_Source material_:
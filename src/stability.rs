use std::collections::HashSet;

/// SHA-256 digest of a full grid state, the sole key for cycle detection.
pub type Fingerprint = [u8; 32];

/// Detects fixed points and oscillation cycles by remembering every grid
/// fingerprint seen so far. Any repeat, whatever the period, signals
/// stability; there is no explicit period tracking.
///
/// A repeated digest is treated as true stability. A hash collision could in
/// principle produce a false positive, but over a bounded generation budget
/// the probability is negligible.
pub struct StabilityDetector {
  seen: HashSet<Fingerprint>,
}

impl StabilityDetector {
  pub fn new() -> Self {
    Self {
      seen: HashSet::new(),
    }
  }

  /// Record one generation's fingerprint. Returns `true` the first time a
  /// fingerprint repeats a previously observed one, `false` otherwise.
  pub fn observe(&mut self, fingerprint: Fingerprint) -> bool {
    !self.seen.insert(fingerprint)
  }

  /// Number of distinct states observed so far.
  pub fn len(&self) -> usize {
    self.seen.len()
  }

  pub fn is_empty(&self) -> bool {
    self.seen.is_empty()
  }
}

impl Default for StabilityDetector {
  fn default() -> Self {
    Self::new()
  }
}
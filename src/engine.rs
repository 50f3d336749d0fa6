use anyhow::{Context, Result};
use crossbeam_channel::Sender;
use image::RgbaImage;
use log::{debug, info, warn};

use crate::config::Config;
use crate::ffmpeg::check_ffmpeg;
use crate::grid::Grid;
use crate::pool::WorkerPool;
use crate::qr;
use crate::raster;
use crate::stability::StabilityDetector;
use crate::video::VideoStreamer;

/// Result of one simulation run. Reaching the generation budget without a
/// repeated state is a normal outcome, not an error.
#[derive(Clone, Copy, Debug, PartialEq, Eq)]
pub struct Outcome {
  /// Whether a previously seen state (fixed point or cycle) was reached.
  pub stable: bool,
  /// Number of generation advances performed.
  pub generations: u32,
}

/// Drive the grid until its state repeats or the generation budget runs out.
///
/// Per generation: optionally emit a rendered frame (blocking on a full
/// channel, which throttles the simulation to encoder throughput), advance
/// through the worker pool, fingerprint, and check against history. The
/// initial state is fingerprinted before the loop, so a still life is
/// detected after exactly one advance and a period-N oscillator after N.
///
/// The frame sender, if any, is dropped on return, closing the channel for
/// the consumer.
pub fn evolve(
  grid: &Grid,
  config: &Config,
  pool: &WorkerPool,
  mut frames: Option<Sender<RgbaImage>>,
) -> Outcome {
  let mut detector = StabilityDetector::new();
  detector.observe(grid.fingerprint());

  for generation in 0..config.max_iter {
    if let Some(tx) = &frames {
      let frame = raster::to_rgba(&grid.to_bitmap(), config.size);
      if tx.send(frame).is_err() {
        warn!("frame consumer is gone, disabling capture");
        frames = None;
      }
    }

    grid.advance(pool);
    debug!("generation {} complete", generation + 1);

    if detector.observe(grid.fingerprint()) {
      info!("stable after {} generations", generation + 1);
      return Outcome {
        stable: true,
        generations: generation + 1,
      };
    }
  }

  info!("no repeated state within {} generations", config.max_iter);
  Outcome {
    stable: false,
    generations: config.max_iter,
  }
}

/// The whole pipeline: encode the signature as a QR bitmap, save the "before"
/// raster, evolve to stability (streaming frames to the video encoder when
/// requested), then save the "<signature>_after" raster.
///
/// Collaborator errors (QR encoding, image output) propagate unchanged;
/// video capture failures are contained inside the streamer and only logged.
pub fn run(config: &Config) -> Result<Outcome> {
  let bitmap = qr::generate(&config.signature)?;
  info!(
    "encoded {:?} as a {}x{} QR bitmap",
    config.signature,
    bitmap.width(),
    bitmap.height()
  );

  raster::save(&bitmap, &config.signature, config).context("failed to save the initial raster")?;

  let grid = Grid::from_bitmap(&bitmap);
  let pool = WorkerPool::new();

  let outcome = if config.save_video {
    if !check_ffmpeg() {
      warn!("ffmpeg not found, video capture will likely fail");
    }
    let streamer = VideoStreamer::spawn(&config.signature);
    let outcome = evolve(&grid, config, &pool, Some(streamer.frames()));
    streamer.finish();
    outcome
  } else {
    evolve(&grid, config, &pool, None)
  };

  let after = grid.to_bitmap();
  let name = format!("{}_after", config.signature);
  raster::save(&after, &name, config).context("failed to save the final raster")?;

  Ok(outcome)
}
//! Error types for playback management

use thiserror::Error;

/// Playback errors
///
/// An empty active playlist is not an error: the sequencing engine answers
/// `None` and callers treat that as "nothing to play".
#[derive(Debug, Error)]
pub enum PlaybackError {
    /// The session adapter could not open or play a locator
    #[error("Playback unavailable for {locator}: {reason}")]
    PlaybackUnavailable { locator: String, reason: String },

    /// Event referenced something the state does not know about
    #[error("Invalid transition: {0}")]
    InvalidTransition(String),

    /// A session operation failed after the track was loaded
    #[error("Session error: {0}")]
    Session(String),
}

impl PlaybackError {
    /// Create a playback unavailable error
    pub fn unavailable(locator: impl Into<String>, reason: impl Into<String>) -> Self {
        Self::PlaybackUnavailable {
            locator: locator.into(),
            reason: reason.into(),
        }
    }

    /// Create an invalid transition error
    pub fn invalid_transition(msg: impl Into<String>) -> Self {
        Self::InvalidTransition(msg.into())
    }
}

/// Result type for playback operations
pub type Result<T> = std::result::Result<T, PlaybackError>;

_How to complete this task_: All lines in the entries above that include "previously" should be found and copied.

_Exercise output_:
  /// fingerprint repeats a previously observed one, `false` otherwise.
  /// Whether a previously seen state (fixed point or cycle) was reached.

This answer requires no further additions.